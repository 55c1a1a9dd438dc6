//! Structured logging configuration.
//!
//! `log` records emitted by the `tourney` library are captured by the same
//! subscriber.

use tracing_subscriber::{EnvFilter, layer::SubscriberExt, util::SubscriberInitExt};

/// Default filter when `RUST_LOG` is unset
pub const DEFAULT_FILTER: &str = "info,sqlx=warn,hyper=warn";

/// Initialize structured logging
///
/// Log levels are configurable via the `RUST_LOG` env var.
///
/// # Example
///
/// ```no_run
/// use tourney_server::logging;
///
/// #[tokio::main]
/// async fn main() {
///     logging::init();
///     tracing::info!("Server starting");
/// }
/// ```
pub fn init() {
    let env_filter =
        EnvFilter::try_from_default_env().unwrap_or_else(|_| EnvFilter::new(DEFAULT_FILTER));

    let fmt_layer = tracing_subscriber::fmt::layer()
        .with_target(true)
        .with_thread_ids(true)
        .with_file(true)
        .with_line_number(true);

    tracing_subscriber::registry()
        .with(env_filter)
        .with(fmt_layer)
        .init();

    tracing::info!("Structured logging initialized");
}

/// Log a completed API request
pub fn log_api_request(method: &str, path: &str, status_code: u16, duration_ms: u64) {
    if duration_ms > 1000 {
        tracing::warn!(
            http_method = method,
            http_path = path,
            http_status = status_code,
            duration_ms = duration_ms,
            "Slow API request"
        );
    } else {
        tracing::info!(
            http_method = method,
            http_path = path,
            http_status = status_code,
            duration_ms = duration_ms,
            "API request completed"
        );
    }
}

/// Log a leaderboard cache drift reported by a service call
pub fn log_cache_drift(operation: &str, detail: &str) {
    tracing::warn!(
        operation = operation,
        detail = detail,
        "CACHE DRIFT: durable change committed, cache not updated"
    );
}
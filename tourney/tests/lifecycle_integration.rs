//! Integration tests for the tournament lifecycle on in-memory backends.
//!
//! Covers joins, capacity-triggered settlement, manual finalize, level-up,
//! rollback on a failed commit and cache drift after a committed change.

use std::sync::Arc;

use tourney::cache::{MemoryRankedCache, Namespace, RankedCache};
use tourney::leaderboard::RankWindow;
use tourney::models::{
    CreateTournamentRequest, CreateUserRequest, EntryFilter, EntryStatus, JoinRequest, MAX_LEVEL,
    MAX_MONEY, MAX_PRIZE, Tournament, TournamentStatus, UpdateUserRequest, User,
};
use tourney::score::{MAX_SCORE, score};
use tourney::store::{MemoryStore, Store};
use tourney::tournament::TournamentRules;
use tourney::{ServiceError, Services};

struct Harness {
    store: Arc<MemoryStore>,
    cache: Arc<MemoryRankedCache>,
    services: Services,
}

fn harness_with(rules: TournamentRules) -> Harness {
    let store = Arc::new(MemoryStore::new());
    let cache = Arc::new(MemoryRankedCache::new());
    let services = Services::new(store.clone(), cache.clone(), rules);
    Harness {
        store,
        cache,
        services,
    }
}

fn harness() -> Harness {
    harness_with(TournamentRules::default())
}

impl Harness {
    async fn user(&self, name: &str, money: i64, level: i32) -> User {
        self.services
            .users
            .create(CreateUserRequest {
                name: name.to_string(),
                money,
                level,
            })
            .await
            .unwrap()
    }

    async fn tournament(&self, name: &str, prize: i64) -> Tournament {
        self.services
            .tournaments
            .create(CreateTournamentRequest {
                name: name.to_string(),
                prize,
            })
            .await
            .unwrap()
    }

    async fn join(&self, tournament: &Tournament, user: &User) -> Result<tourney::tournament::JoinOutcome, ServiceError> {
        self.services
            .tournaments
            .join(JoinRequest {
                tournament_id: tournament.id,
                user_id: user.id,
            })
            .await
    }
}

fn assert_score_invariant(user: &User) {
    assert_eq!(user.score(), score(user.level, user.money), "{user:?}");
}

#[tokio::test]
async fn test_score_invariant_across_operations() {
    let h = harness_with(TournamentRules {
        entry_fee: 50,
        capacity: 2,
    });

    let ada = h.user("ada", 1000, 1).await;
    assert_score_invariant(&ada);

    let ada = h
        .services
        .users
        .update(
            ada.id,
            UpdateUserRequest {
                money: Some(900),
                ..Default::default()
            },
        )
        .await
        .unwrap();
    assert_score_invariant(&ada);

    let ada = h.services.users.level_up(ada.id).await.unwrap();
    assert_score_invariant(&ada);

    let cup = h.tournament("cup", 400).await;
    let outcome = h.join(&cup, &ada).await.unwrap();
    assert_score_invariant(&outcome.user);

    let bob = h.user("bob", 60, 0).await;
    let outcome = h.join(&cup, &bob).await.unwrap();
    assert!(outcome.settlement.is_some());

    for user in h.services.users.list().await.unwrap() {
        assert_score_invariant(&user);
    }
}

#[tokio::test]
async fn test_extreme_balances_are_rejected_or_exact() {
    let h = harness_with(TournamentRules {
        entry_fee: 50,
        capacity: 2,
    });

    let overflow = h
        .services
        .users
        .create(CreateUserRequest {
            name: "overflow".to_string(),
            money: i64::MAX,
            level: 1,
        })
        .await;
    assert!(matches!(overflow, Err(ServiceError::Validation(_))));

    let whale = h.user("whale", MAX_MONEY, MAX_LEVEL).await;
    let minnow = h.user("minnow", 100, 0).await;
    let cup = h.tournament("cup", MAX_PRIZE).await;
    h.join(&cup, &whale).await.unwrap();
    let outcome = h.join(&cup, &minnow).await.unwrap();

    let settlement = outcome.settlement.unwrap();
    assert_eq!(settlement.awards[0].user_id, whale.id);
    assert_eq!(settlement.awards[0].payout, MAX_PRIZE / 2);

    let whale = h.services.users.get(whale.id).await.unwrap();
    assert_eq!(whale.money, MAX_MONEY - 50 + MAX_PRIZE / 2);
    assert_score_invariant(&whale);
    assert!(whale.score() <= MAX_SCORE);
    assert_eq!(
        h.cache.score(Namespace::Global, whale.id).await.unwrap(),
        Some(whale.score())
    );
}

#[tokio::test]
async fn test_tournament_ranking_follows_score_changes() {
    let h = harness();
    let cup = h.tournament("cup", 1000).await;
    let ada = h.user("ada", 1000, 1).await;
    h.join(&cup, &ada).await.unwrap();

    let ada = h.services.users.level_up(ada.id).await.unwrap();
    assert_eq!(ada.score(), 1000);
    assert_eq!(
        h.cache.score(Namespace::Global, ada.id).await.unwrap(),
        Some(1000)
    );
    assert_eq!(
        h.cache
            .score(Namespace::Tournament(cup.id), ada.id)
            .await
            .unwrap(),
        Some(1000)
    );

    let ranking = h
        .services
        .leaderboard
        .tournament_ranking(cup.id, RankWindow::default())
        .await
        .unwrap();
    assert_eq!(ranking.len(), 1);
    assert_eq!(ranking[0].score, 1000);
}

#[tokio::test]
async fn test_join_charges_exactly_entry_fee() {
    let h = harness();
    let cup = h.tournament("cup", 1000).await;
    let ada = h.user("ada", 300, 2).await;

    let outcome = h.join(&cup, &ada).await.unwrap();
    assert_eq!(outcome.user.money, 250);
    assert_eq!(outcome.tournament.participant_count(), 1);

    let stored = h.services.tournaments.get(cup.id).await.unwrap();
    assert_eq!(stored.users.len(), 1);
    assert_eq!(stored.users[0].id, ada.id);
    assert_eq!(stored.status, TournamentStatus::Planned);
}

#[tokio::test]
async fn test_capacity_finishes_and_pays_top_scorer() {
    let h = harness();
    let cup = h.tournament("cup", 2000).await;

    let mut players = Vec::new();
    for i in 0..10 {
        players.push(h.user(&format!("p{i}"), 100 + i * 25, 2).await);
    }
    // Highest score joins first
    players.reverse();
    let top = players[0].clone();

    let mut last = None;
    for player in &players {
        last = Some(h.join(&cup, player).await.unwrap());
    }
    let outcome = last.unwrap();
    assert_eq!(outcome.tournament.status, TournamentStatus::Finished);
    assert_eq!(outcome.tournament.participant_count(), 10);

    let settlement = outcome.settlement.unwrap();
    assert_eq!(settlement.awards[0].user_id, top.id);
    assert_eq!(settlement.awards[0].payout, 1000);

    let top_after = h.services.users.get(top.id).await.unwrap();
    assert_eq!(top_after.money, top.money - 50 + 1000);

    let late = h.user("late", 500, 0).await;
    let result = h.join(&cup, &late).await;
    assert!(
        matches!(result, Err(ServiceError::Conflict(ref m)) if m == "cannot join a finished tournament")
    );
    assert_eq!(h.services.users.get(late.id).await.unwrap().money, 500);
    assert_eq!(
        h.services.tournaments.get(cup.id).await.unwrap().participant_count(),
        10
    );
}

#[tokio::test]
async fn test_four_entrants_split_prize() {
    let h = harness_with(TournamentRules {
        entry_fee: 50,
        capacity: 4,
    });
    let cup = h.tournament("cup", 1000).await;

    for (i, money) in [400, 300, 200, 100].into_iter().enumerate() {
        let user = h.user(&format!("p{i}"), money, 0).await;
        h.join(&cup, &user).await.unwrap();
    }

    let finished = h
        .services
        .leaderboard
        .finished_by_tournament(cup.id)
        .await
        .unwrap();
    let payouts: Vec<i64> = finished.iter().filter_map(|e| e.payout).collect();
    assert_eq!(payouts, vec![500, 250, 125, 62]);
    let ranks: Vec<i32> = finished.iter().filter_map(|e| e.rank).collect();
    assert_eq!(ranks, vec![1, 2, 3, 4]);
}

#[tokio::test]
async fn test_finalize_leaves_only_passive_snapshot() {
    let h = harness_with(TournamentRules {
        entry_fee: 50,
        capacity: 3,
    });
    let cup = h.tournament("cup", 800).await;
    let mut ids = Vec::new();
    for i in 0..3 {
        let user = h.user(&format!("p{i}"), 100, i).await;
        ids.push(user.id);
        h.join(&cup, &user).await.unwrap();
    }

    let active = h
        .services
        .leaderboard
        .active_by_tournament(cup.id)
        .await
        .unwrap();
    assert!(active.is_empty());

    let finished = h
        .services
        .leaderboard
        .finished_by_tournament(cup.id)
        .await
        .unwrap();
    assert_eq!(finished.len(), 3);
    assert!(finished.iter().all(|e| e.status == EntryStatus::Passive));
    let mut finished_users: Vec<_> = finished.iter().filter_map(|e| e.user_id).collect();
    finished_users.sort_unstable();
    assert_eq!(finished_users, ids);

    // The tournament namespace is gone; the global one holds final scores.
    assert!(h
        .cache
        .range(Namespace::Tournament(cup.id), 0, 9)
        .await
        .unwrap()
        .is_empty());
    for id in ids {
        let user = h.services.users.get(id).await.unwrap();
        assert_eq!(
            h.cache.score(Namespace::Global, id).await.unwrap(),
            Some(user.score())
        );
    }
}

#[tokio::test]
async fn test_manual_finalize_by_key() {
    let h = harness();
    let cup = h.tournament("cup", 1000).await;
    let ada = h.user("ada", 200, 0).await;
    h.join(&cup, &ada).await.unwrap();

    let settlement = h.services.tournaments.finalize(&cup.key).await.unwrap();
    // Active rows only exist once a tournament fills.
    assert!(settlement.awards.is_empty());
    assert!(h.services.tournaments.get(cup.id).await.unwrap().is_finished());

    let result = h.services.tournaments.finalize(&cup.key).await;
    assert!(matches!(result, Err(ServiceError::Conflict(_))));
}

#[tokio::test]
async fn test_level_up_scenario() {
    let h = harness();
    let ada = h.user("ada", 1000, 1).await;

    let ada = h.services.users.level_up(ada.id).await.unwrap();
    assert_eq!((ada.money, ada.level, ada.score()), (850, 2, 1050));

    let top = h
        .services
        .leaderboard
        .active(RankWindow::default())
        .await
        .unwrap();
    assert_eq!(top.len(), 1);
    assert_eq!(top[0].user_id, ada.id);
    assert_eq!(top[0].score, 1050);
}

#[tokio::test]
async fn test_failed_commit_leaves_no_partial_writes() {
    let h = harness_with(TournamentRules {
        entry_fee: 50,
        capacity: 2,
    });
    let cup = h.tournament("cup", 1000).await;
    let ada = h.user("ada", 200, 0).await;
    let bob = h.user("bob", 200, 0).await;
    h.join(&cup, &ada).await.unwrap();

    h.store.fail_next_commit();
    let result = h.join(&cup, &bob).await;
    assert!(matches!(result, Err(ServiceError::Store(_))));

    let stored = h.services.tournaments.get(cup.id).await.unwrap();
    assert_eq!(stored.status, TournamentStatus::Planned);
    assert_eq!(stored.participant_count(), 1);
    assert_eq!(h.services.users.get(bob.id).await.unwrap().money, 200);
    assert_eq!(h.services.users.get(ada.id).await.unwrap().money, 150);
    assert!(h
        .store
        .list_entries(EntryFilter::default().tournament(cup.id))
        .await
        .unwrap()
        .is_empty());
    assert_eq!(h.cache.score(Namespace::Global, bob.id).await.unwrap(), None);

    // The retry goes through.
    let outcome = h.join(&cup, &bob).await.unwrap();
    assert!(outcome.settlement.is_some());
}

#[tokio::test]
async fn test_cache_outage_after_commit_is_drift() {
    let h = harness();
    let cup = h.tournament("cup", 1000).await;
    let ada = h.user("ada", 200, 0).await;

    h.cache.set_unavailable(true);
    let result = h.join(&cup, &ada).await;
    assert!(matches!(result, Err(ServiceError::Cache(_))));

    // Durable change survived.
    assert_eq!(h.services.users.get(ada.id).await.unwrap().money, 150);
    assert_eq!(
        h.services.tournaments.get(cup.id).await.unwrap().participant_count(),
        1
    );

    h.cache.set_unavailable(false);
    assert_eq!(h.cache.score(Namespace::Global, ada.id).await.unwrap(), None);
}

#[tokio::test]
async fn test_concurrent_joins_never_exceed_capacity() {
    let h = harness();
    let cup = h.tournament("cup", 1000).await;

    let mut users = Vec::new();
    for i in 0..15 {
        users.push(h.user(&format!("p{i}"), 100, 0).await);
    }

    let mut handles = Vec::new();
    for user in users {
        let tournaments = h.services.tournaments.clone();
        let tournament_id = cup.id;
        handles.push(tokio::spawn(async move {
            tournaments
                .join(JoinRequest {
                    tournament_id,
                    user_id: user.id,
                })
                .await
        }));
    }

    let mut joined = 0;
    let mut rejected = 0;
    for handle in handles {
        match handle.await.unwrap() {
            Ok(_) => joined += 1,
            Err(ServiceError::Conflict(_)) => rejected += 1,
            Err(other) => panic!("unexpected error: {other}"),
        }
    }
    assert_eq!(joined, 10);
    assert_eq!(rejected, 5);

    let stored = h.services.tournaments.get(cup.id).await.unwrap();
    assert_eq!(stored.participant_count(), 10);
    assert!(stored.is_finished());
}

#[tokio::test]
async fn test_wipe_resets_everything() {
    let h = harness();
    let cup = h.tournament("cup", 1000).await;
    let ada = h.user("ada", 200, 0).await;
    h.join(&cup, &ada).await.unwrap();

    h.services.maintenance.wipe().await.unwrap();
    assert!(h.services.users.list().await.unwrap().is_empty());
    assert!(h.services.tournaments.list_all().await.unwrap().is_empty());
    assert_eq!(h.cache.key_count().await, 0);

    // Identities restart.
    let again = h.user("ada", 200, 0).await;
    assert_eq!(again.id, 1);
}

■ ■ ■ ■ ■

**INSTRUCTIONS FOR THE TASK**
From the line containing "assert!(h.services.users.list().await.unwrap().is_empty());" to the last line of the listing, write everything out exactly. Nothing outside that stretch belongs.

**TASK RESULT**
    assert!(h.services.users.list().await.unwrap().is_empty());
    assert!(h.services.tournaments.list_all().await.unwrap().is_empty());
    assert_eq!(h.cache.key_count().await, 0);

    // Identities restart.
    let again = h.user("ada", 200, 0).await;
    assert_eq!(again.id, 1);
}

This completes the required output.